▸ What you have to do:
Your answer must contain only the lines from the one containing "pub fn render(&self, fs: &dyn" through the end of the entries below, reproduced character for character.

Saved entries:
//! ERB-style text templates.
//!
//! Supported tags:
//!
//! | Tag              | Effect                                           |
//! |------------------|--------------------------------------------------|
//! | `<%= expr %>`    | insert the value of `expr`                       |
//! | `<% x = expr %>` | assign (or evaluate and discard) without output  |
//! | `<%# text %>`    | comment                                          |
//! | `<%%`            | a literal `<%`                                   |
//! | `-%>`            | close a tag and drop the newline that follows it |
//!
//! Every render starts from a fresh copy of the caller's [`Bindings`], so an
//! assignment in one render is never visible to another.
mod error;
mod expr;
mod parse;

use std::borrow::Cow;
use std::path::{Path, PathBuf};

use serde_json::{Map, Value};

pub use error::TemplateError;

use crate::operations::FileSystemOps;
use parse::Segment;

/// Name → value table a template is rendered against.
pub type Bindings = Map<String, Value>;

/// Render template text against `context`.
///
/// # Errors
///
/// Returns [`TemplateError::UndefinedVariable`] for an unbound name,
/// [`TemplateError::Syntax`] for malformed tags and [`TemplateError::Type`]
/// for unsupported operations.
///
/// # Examples
///
/// ```
/// use marionette::template::{Bindings, render};
/// use serde_json::json;
///
/// assert_eq!(render("1 plus 2 is <%= 1 + 2 %>", &Bindings::new()).unwrap(), "1 plus 2 is 3");
///
/// let mut context = Bindings::new();
/// context.insert("var".to_string(), json!(4));
/// let out = render("<%= var %>\n<% var = 5 %>\n<%= var %>\n", &context).unwrap();
/// assert_eq!(out, "4\n\n5\n");
/// ```
pub fn render(content: &str, context: &Bindings) -> Result<String, TemplateError> {
    let mut scope = context.clone();
    let mut out = String::with_capacity(content.len());
    for segment in parse::segments(content)? {
        match segment {
            Segment::Text(text) => out.push_str(&text),
            Segment::Output { code, line } => {
                let value = expr::run(code, line, &mut scope)?;
                out.push_str(&display(&value));
            }
            Segment::Code { code, line } => {
                expr::run(code, line, &mut scope)?;
            }
        }
    }
    Ok(out)
}

/// Text inserted for a value: strings verbatim, `nil` as nothing, anything
/// else in its JSON form.
#[must_use]
pub fn display(value: &Value) -> Cow<'_, str> {
    match value {
        Value::String(s) => Cow::Borrowed(s),
        Value::Null => Cow::Borrowed(""),
        other => Cow::Owned(other.to_string()),
    }
}

/// A template file paired with the bindings it renders against.
#[derive(Debug, Clone)]
pub struct Template {
    path: PathBuf,
    context: Bindings,
}

impl Template {
    /// Create a template for the file at `path`.
    #[must_use]
    pub fn new(path: impl Into<PathBuf>, context: Bindings) -> Self {
        Self {
            path: path.into(),
            context,
        }
    }

    /// Path of the template file.
    #[must_use]
    pub fn path(&self) -> &Path {
        &self.path
    }

    /// Read the file through `fs` and render it.
    ///
    /// # Errors
    ///
    /// Returns [`TemplateError::Io`] if the file cannot be read, or any
    /// error from [`render`].
    pub fn render(&self, fs: &dyn FileSystemOps) -> Result<String, TemplateError> {
        let content = fs
            .read_to_string(&self.path)
            .map_err(|source| TemplateError::Io {
                path: self.path.clone(),
                source,
            })?;
        render(&content, &self.context)
    }
}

▸ Task response:
    pub fn render(&self, fs: &dyn FileSystemOps) -> Result<String, TemplateError> {
        let content = fs
            .read_to_string(&self.path)
            .map_err(|source| TemplateError::Io {
                path: self.path.clone(),
                source,
            })?;
        render(&content, &self.context)
    }
}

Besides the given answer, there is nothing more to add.